After the North, we flew to Vientiane, the new capital of Laos. We arrived relatively late and so there was no time to do anything, except have a few beers while watching the sunset over the Mekhong river. And not much of a sunset, again because of the smoke and ash in the air. After I took this picture, the sun disappeared behind a black veil, as if behind a mountain, but I know there are no mountains there…

We visited what is thought to be the oldest remaining temple in Vientiane the next morning. The layout Wat Si Saket is not quite the same as what we generally saw further North, which was more similar to Thai temples. Here there is a central hall surrounded by a square ‘cloister-type’ building. In this temple, both the main hall, on the right of the picture, and the “cloisters” on the left of the picture are full of Buddha statues.

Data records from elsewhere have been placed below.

//! Operator notification service
//!
//! Sends registration, booking and cancellation notices to the operator
//! account and forwards support messages with a reply shortcut. Notices
//! are best-effort: a failed send is logged and never fails the flow that
//! triggered it. Support forwarding is the exception, its outcome is
//! reported back so the handler can tell the user.

use chrono::{DateTime, Utc};
use teloxide::prelude::*;
use teloxide::types::{ChatId, InlineKeyboardButton, InlineKeyboardMarkup};
use tracing::warn;

use crate::config::BotConfig;
use crate::models::user::User;
use crate::utils::errors::Result;

#[derive(Clone)]
pub struct NotificationService {
    bot: Bot,
    admin_id: i64,
    cancel_notify_id: i64,
}

impl NotificationService {
    pub fn new(bot: Bot, config: &BotConfig) -> Self {
        Self {
            bot,
            admin_id: config.admin_id,
            cancel_notify_id: config.cancel_notify_id.unwrap_or(config.admin_id),
        }
    }

    /// Notify the operator about a completed registration.
    pub async fn notify_registration(&self, user: &User) {
        let text = format!(
            "🆕 New user registered!\n\n{}\n🆔 ID: {}\n📅 Registered: {}",
            user.profile_text(),
            user.id,
            user.registered_at.format("%d-%m-%Y %H:%M"),
        );

        let keyboard = registration_actions(user.id);

        if let Err(e) = self
            .bot
            .send_message(ChatId(self.admin_id), text)
            .reply_markup(keyboard)
            .await
        {
            warn!(user_id = user.id, error = %e, "Failed to notify operator about registration");
        }
    }

    /// Notify the operator about a new booking.
    pub async fn notify_booking(&self, user: &User, time_slot: &str) {
        let text = format!(
            "📝 New class booking:\n\n👤 User: {}\n📱 Phone: {}\n🕒 Time: {}",
            user.name, user.phone, time_slot,
        );

        if let Err(e) = self.bot.send_message(ChatId(self.admin_id), text).await {
            warn!(user_id = user.id, error = %e, "Failed to notify operator about booking");
        }
    }

    /// Notify the cancellation recipient about a cancelled booking.
    pub async fn notify_cancellation(&self, user: &User, time_slot: &str) {
        let text = format!(
            "❌ Booking cancelled:\n\n👤 User: {}\n📱 Phone: {}\n🕒 Time: {}",
            user.name, user.phone, time_slot,
        );

        if let Err(e) = self
            .bot
            .send_message(ChatId(self.cancel_notify_id), text)
            .await
        {
            warn!(user_id = user.id, error = %e, "Failed to notify about cancellation");
        }
    }

    /// Forward a support message to the operator with a reply shortcut.
    ///
    /// Unlike the notices above, the outcome is propagated so the caller
    /// can report a generic failure to the user.
    pub async fn forward_support(
        &self,
        from_id: i64,
        from_handle: Option<&str>,
        sent_at: DateTime<Utc>,
        text: &str,
    ) -> Result<()> {
        let body = format!(
            "📨 New support message:\n\n👤 User: @{}\n🆔 ID: {}\n📅 Date: {}\n\n✉️ Message:\n{}",
            from_handle.unwrap_or("no username"),
            from_id,
            sent_at.format("%d-%m-%Y %H:%M"),
            text,
        );

        let keyboard = InlineKeyboardMarkup::new(vec![vec![InlineKeyboardButton::callback(
            "Reply to user",
            format!("reply:{}", from_id),
        )]]);

        self.bot
            .send_message(ChatId(self.admin_id), body)
            .reply_markup(keyboard)
            .await?;
        Ok(())
    }

    /// Deliver the operator's reply to a support message.
    pub async fn reply_to_user(&self, target_id: i64, text: &str) -> Result<()> {
        self.bot
            .send_message(ChatId(target_id), format!("📩 Reply from support:\n\n{}", text))
            .await?;
        Ok(())
    }
}

/// Inline actions attached to a registration notice. The deep-link button
/// is included only when the url parses.
fn registration_actions(user_id: i64) -> InlineKeyboardMarkup {
    let mut row = Vec::new();
    if let Ok(url) = format!("tg://user?id={}", user_id).parse() {
        row.push(InlineKeyboardButton::url("💬 Message user", url));
    }
    row.push(InlineKeyboardButton::callback(
        "📋 Profile",
        format!("admin:profile:{}", user_id),
    ));
    InlineKeyboardMarkup::new(vec![row])
}

#[cfg(test)]
mod tests {
    use super::*;

    #[test]
    fn test_registration_actions_carry_both_buttons() {
        let keyboard = registration_actions(42);
        assert_eq!(keyboard.inline_keyboard.len(), 1);
        assert_eq!(keyboard.inline_keyboard[0].len(), 2);
        assert_eq!(keyboard.inline_keyboard[0][0].text, "💬 Message user");
        assert_eq!(keyboard.inline_keyboard[0][1].text, "📋 Profile");
    }
}
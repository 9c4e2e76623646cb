//! Registration wizard
//!
//! Five free-text steps (name, surname, phone, email, skill level), no
//! validation and no back-navigation. The terminal step commits the user
//! and notifies the operator; every exit resets the state to idle.

use teloxide::prelude::*;
use teloxide::types::{ChatId, InlineKeyboardButton, InlineKeyboardMarkup, Message};
use tracing::{info, warn};

use crate::handlers::keyboards;
use crate::services::ServiceFactory;
use crate::state::{ConversationState, RegistrationDraft, RegistrationStep, StateStorage};
use crate::utils::errors::Result;
use crate::utils::logging::log_user_action;

/// Entry point for the "Register" menu button.
///
/// Already-registered users are short-circuited to their profile with an
/// edit shortcut; no wizard state is entered for them.
pub async fn handle_registration_entry(
    bot: Bot,
    chat_id: ChatId,
    user_id: i64,
    services: ServiceFactory,
    state_storage: StateStorage,
) -> Result<()> {
    if let Some(existing) = services.storage.users.get(user_id).await {
        let keyboard = InlineKeyboardMarkup::new(vec![vec![InlineKeyboardButton::callback(
            "Edit profile",
            "edit_profile",
        )]]);

        bot.send_message(
            chat_id,
            format!("❌ You are already registered!\n\nYour details:\n{}", existing.profile_text()),
        )
        .reply_markup(keyboard)
        .await?;
        return Ok(());
    }

    log_user_action(user_id, "registration_started", None);
    bot.send_message(chat_id, RegistrationStep::Name.prompt()).await?;
    state_storage
        .set(user_id, ConversationState::start_registration())
        .await;
    Ok(())
}

/// Consume one free-text answer and advance the wizard.
pub async fn handle_registration_step(
    bot: Bot,
    msg: Message,
    text: &str,
    step: RegistrationStep,
    mut draft: RegistrationDraft,
    services: ServiceFactory,
    state_storage: StateStorage,
) -> Result<()> {
    let Some(user) = msg.from.as_ref() else {
        return Ok(());
    };
    let user_id = user.id.0 as i64;
    let chat_id = msg.chat.id;

    draft.record(step, text);

    if let Some(next) = step.next() {
        bot.send_message(chat_id, next.prompt()).await?;
        state_storage
            .set(user_id, ConversationState::Registration { step: next, draft })
            .await;
        return Ok(());
    }

    // Terminal step: commit
    let Some(new_user) = draft.into_new_user(user_id) else {
        // A partially filled draft at the terminal step means the wizard
        // state was corrupted somehow; report and reset.
        warn!(user_id = user_id, "Registration draft incomplete at commit");
        bot.send_message(chat_id, "❌ Something went wrong, please register again.")
            .reply_markup(keyboards::menu_reply())
            .await?;
        state_storage.clear(user_id).await;
        return Ok(());
    };

    if services.storage.users.add(new_user).await {
        // Re-read so the reply carries the stamped registration timestamp.
        if let Some(stored) = services.storage.users.get(user_id).await {
            services.notification.notify_registration(&stored).await;
            bot.send_message(
                chat_id,
                format!("✅ Registration complete!\n{}", stored.profile_text()),
            )
            .reply_markup(keyboards::menu_reply())
            .await?;
        }
        info!(user_id = user_id, "User registered");
    } else {
        bot.send_message(
            chat_id,
            "❌ Error: you are already registered or saving failed!",
        )
        .reply_markup(keyboards::menu_reply())
        .await?;
    }

    state_storage.clear(user_id).await;
    Ok(())
}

The Buddhas here all look identical, but they are not. The face, the hair, the hands and sometimes the clothing are slightly different for each statue. See if you can spot the differences.

There are also Buddha statues in each of the small niches on the wall … thousands of them.  The main hall is beautifully decorated

The shutters on the windows are designed to inspire

Across the street was the presidential palace, not where he sleeps, but where he works. It is mostly bureaucrats who work there, we were told. Next to the palace, is another, newer temple called Haw Pha Keao, and in the more traditional layout, with several buildings in a large open area. It was commissioned by the king specifically to house the Emerald Buddha now housed in the temple of the Royal Palace in Bangkok!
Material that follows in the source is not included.